Train de sel et sucre (Le)

Affiche Train de sel et sucre (Le)
Réalisé par Licínio Azevedo
Titre original The Train of Salt and Sugar
Pays de production Portugal, France, Brésil, Afrique du Sud, Mozambique
Année 2016
Durée
Genre Aventure
Distributeur trigonfilm
Acteurs Thiago Justino, Matamba Joaquim, Mário Mabjaia
Age légal 16 ans
Age suggéré 16 ans
N° cinéfeuilles 771

Critique

Un train traverse le nord du Mozambique, en pleine guerre civile, en 1989. Le cinéaste Licínio Azevedo choisit la fiction pour raconter la dure réalité de la vie de ses compatriotes à cette époque-là : des images fortes des difficultés du pays entre 1976 et 1992.

Ancienne possession portugaise devenue indépendante en 1975, le Mozambique connaît au début des années 80 une recrudescence de la lutte intestine opposant le FRELIMO communiste (Front de libération du Mozambique) et la RENAMO (Résistance nationale du Mozambique). C’est en 1989 que le journaliste, écrivain et cinéaste mozambicain Licínio Azevedo a placé son récit qui tient à la fois du document historique et de la fiction.

Un train de marchandises de treize wagons ouverts part de Nampula (nord-est du pays) pour rejoindre le Malawi, à 700 km à l’ouest. Un voyage dans des régions magnifiques et souvent désertiques, mais un voyage risqué, au travers de plusieurs zones rebelles. Un train qui transporte du matériel - il faut constamment s’attendre, en cours de route, à des travaux de remise en état de la voie, les rails ayant été sabotés ou arrachés. Un convoi qui transporte aussi beaucoup de passagères qui s’en vont vendre des sacs de sel (provenant du littoral mozambicain) au Malawi voisin : avec l’argent ainsi gagné elles achèteront des sacs de sucre qu’elles revendront au retour dans leur pays (cette denrée a en effet complètement disparu du Mozambique ruiné par la guerre). Le voyage que ces femmes accomplissent sera souvent interrompu par des attaques de rebelles et va durer plusieurs semaines, avec les difficultés de ravitaillement qu’on peut imaginer.
Sur ce trajet plein d’imprévus se greffent plusieurs histoires personnalisées : celle de Mariamu, une marchande, celle de Rosa, qui vient d’obtenir son diplôme d’infirmière et s’en va rejoindre l’hôpital où elle est engagée, celles des soldats et commandants de l’escorte militaire du convoi, en particulier celle du lieutenant Taiar, formé en Ukraine, ou celle encore, saupoudrée d’un peu de magie, de Sete Maneiras, le chef responsable de la bonne marche du train.

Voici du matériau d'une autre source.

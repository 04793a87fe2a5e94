#![doc(test(attr(deny(warnings))))]

//! Points Core tracks loyalty and rewards balances across programs and
//! estimates their cash value from per-program redemption rates.

pub mod catalog;
pub mod errors;
pub mod ledger;
pub mod query;
pub mod storage;
pub mod utils;
pub mod valuation;

use std::sync::Once;

static INIT_TRACING: Once = Once::new();

/// Initializes global tracing and emits a startup info log.
pub fn init() {
    INIT_TRACING.call_once(|| {
        utils::init_tracing();
        tracing::info!("Points Core tracing initialized.");
    });
}

#[cfg(test)]
mod tests {
    #[test]
    fn init_does_not_panic() {
        super::init();
    }
}
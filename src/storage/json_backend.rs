use std::{
    env, fs,
    io::Write,
    path::{Path, PathBuf},
};

use tracing::warn;

use crate::ledger::Account;

use super::{Result, StorageBackend};

const DATA_KEY: &str = "points_tracker_data";
const THEME_KEY: &str = "points_tracker_theme";
const THEME_DARK: &str = "dark";
const THEME_LIGHT: &str = "light";
const DEFAULT_DIR_NAME: &str = ".points_tracker";
const TMP_SUFFIX: &str = "tmp";
const HOME_ENV: &str = "POINTS_TRACKER_HOME";

/// File-per-key storage backend. Each durable key maps to one file under the
/// data directory; writes stage to a temp file and rename into place.
#[derive(Clone)]
pub struct JsonStorage {
    root: PathBuf,
    data_file: PathBuf,
    theme_file: PathBuf,
}

impl JsonStorage {
    pub fn new(root: Option<PathBuf>) -> Result<Self> {
        let root = root.unwrap_or_else(default_root);
        fs::create_dir_all(&root)?;
        let data_file = root.join(format!("{DATA_KEY}.json"));
        let theme_file = root.join(THEME_KEY);
        Ok(Self {
            root,
            data_file,
            theme_file,
        })
    }

    pub fn new_default() -> Result<Self> {
        Self::new(None)
    }

    pub fn base_dir(&self) -> &Path {
        &self.root
    }

    pub fn data_path(&self) -> &Path {
        &self.data_file
    }
}

/// Data directory defaulting to `~/.points_tracker`, overridable via env.
fn default_root() -> PathBuf {
    if let Some(custom) = env::var_os(HOME_ENV) {
        return PathBuf::from(custom);
    }
    dirs::home_dir()
        .unwrap_or_else(|| PathBuf::from("."))
        .join(DEFAULT_DIR_NAME)
}

impl StorageBackend for JsonStorage {
    fn load_accounts(&self) -> Vec<Account> {
        if !self.data_file.exists() {
            return Vec::new();
        }
        let data = match fs::read_to_string(&self.data_file) {
            Ok(data) => data,
            Err(err) => {
                warn!(error = %err, "accounts file unreadable; starting empty");
                return Vec::new();
            }
        };
        match serde_json::from_str(&data) {
            Ok(accounts) => accounts,
            Err(err) => {
                warn!(error = %err, "stored accounts corrupt; starting empty");
                Vec::new()
            }
        }
    }

    fn save_accounts(&self, accounts: &[Account]) -> Result<()> {
        let json = serde_json::to_string_pretty(accounts)?;
        write_atomic(&self.data_file, &json)
    }

    fn load_display_preference(&self) -> bool {
        match fs::read_to_string(&self.theme_file) {
            Ok(value) => value.trim() == THEME_DARK,
            Err(_) => false,
        }
    }

    fn save_display_preference(&self, dark: bool) -> Result<()> {
        let value = if dark { THEME_DARK } else { THEME_LIGHT };
        write_atomic(&self.theme_file, value)
    }
}

/// Writes by staging to a temporary file and renaming into place.
fn write_atomic(path: &Path, data: &str) -> Result<()> {
    let tmp = tmp_path(path);
    {
        let mut file = fs::File::create(&tmp)?;
        file.write_all(data.as_bytes())?;
        file.flush()?;
    }
    fs::rename(&tmp, path)?;
    Ok(())
}

fn tmp_path(path: &Path) -> PathBuf {
    let mut tmp = path.to_path_buf();
    let ext = match path.extension().and_then(|ext| ext.to_str()) {
        Some(existing) => format!("{}.{}", existing, TMP_SUFFIX),
        None => TMP_SUFFIX.to_string(),
    };
    tmp.set_extension(ext);
    tmp
}
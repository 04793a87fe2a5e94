use assert_cmd::Command;
use predicates::prelude::PredicateBooleanExt;
use predicates::str::contains;
use tempfile::tempdir;

fn cli(home: &std::path::Path) -> Command {
    let mut cmd = Command::cargo_bin("points_core_cli").unwrap();
    cmd.env("POINTS_TRACKER_HOME", home);
    cmd
}

#[test]
fn add_list_total_flow() {
    let home = tempdir().unwrap();

    cli(home.path())
        .args(["add", "MR", "10000"])
        .assert()
        .success()
        .stdout(contains("Amex Rewards"));

    cli(home.path())
        .args(["add", "custom", "airline", "House Miles", "hm", "5000", "1.2"])
        .assert()
        .success()
        .stdout(contains("House Miles").and(contains("HM")));

    cli(home.path())
        .args(["list", "airline"])
        .assert()
        .success()
        .stdout(contains("House Miles").and(contains("Total")));

    cli(home.path())
        .arg("total")
        .assert()
        .success()
        .stdout(contains("2 accounts").and(contains("15000 points")));
}

#[test]
fn invalid_custom_account_is_rejected() {
    let home = tempdir().unwrap();

    cli(home.path())
        .args(["add", "custom", "bank", "  ", "XX", "100", "1.0"])
        .assert()
        .failure()
        .stderr(contains("program name"));

    cli(home.path())
        .arg("list")
        .assert()
        .success()
        .stdout(contains("No accounts."));
}

#[test]
fn unknown_preset_is_reported() {
    let home = tempdir().unwrap();

    cli(home.path())
        .args(["add", "ZZ", "100"])
        .assert()
        .failure()
        .stderr(contains("unknown preset"));
}

#[test]
fn remove_of_unknown_id_is_a_noop() {
    let home = tempdir().unwrap();

    cli(home.path())
        .args(["remove", "42", "--yes"])
        .assert()
        .success()
        .stdout(contains("nothing to remove"));
}

#[test]
fn theme_round_trips() {
    let home = tempdir().unwrap();

    cli(home.path()).arg("theme").assert().success().stdout(contains("light"));

    cli(home.path()).args(["theme", "dark"]).assert().success();

    cli(home.path()).arg("theme").assert().success().stdout(contains("dark"));
}

#[test]
fn presets_listing_shows_catalog() {
    let home = tempdir().unwrap();

    cli(home.path())
        .args(["presets", "hotel"])
        .assert()
        .success()
        .stdout(contains("World of Hyatt").and(contains("HOTEL")));
}
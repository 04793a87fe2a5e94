//! Read-only filtering over account collections.

use std::str::FromStr;

use crate::catalog::Category;
use crate::ledger::Account;

/// Category filter for list views; `All` is the identity filter.
#[derive(Debug, Clone, Copy, PartialEq, Eq)]
pub enum CategoryFilter {
    All,
    Only(Category),
}

impl FromStr for CategoryFilter {
    type Err = String;

    fn from_str(value: &str) -> Result<Self, Self::Err> {
        if value.trim().eq_ignore_ascii_case("all") {
            Ok(CategoryFilter::All)
        } else {
            value.parse::<Category>().map(CategoryFilter::Only)
        }
    }
}

/// Returns the accounts matching the filter, preserving input order. Total:
/// empty input or no matches yields an empty sequence.
pub fn filter_by_category<'a>(
    accounts: &'a [Account],
    filter: CategoryFilter,
) -> Vec<&'a Account> {
    accounts
        .iter()
        .filter(|account| match filter {
            CategoryFilter::All => true,
            CategoryFilter::Only(category) => account.category == category,
        })
        .collect()
}
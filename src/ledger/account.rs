use serde::{Deserialize, Serialize};

use crate::catalog::{self, Category, PresetEntry, CUSTOM_PRESET_ID, DEFAULT_COLOR};

/// Millisecond-derived identifier, unique within a store for the account's lifetime.
pub type AccountId = i64;

/// Distinguishes catalog-backed accounts (display fields locked to a preset
/// snapshot) from free-form custom accounts.
#[derive(Debug, Clone, PartialEq, Eq)]
pub enum ProgramRef {
    Preset(String),
    Custom,
}

impl ProgramRef {
    pub fn is_custom(&self) -> bool {
        matches!(self, ProgramRef::Custom)
    }

    pub fn preset_id(&self) -> Option<&str> {
        match self {
            ProgramRef::Preset(id) => Some(id),
            ProgramRef::Custom => None,
        }
    }
}

/// A tracked rewards account: a point balance plus its assumed redemption rate.
#[derive(Debug, Clone, Serialize, Deserialize, PartialEq)]
#[serde(from = "AccountRecord", into = "AccountRecord")]
pub struct Account {
    pub id: AccountId,
    pub category: Category,
    pub display_name: String,
    pub short_code: String,
    /// Point or mile count, never negative.
    pub balance: u64,
    /// Valuation in cents per point, never negative.
    pub rate: f64,
    /// Opaque styling token, passed through to the presentation layer.
    pub color_token: String,
    pub source: ProgramRef,
}

/// Flat persisted record shape, using the legacy field names.
#[derive(Debug, Clone, Serialize, Deserialize)]
struct AccountRecord {
    id: i64,
    #[serde(rename = "type")]
    category: Category,
    #[serde(rename = "programName")]
    display_name: String,
    #[serde(rename = "programCode")]
    short_code: String,
    #[serde(default)]
    balance: i64,
    #[serde(rename = "cpp", default)]
    rate: f64,
    #[serde(rename = "color", default)]
    color_token: String,
    #[serde(rename = "presetId", default)]
    preset_id: Option<String>,
}

impl From<AccountRecord> for Account {
    fn from(record: AccountRecord) -> Self {
        let source = match record.preset_id.as_deref() {
            None | Some("") | Some(CUSTOM_PRESET_ID) => ProgramRef::Custom,
            Some(id) => ProgramRef::Preset(id.to_string()),
        };
        let color_token = if record.color_token.is_empty() {
            DEFAULT_COLOR.to_string()
        } else {
            record.color_token
        };
        Self {
            id: record.id,
            category: record.category,
            display_name: record.display_name,
            short_code: record.short_code,
            balance: record.balance.max(0) as u64,
            rate: clamp_rate(record.rate),
            color_token,
            source,
        }
    }
}

impl From<Account> for AccountRecord {
    fn from(account: Account) -> Self {
        let preset_id = match &account.source {
            ProgramRef::Preset(id) => id.clone(),
            ProgramRef::Custom => CUSTOM_PRESET_ID.to_string(),
        };
        Self {
            id: account.id,
            category: account.category,
            display_name: account.display_name,
            short_code: account.short_code,
            balance: account.balance as i64,
            rate: account.rate,
            color_token: account.color_token,
            preset_id: Some(preset_id),
        }
    }
}

/// Form-shaped input for creating or editing an account. Numeric fields are
/// raw text, as the entry form produces them.
#[derive(Debug, Clone, Default)]
pub struct AccountDraft {
    /// `None` or the custom sentinel means a user-defined account.
    pub preset_id: Option<String>,
    /// Category for custom accounts; preset-backed drafts take the preset's.
    pub category: Option<Category>,
    pub display_name: String,
    pub short_code: String,
    pub balance: String,
    pub rate: String,
    pub color_token: String,
}

impl AccountDraft {
    /// Pre-fills a draft from a catalog preset, the way the entry form does.
    pub fn from_preset(preset: &PresetEntry) -> Self {
        Self {
            preset_id: Some(preset.id.to_string()),
            category: Some(preset.category),
            display_name: preset.display_name.to_string(),
            short_code: preset.short_code.to_string(),
            balance: String::new(),
            rate: preset.default_rate.to_string(),
            color_token: preset.color_token.to_string(),
        }
    }

    /// Rebuilds the edit form for an existing account.
    pub fn from_account(account: &Account) -> Self {
        Self {
            preset_id: Some(
                account
                    .source
                    .preset_id()
                    .unwrap_or(CUSTOM_PRESET_ID)
                    .to_string(),
            ),
            category: Some(account.category),
            display_name: account.display_name.clone(),
            short_code: account.short_code.clone(),
            balance: account.balance.to_string(),
            rate: account.rate.to_string(),
            color_token: account.color_token.clone(),
        }
    }

    pub fn is_custom(&self) -> bool {
        match self.preset_id.as_deref() {
            None | Some("") | Some(CUSTOM_PRESET_ID) => true,
            Some(_) => false,
        }
    }

    /// The catalog entry backing this draft, if any.
    pub fn preset(&self) -> Option<&'static PresetEntry> {
        self.preset_id.as_deref().and_then(catalog::resolve)
    }
}

/// Coerces raw balance input to a non-negative count; malformed text is 0.
pub fn parse_balance(raw: &str) -> u64 {
    raw.trim().parse::<i64>().unwrap_or(0).max(0) as u64
}

/// Coerces raw rate input to non-negative finite cents-per-point; malformed text is 0.
pub fn parse_rate(raw: &str) -> f64 {
    clamp_rate(raw.trim().parse::<f64>().unwrap_or(0.0))
}

/// Uppercases and trims a custom display code.
pub fn normalize_short_code(raw: &str) -> String {
    raw.trim().to_uppercase()
}

fn clamp_rate(rate: f64) -> f64 {
    if rate.is_finite() && rate > 0.0 {
        rate
    } else {
        0.0
    }
}
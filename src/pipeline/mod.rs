pub mod import;
pub mod structuring;
pub mod batch_extraction;
pub mod export;
pub mod processor; // Extraction run orchestrator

Le film a été tourné sur une ligne de chemin de fer qui existe encore, mais dans le sud du pays (le nord s’est beaucoup transformé et modernisé), avec du matériel ferroviaire «authentique» (il a fallu réparer les machines et les wagons de l’époque). Un convoi ferroviaire très particulier - en ce temps-là il n’y avait qu’un seul train par trimestre - dans lequel les passagers côtoient la mort, un convoi qui est en même temps une image du pays et de la volonté de survie de ses habitants. «Ceux qui attaquent le train sont terribles, mais parfois ceux qui sont censés le protéger sont bien pires encore», dit Rosa, témoignant de la dure réalité de cette guerre.
On a comparé The Train of Salt and Sugar à un western. C’est vrai qu’on peut y déceler des références, mais le film va largement au-delà du schéma réducteur des bons cow-boys et des méchants bandits. Les protagonistes sont des personnages complexes, attachants, et l’enchaînement des événements est parfaitement maîtrisé. Beaucoup de soin a été apporté aux détails et le film sait capter l’attention du spectateur. Le Mozambique reste le sujet principal, le centre de réflexion d’un cinéaste qui connaît bien son pays. Un pays dont on sait par ailleurs qu’il est fragilisé depuis deux ans par une crise politico-militaire et différents conflits armés.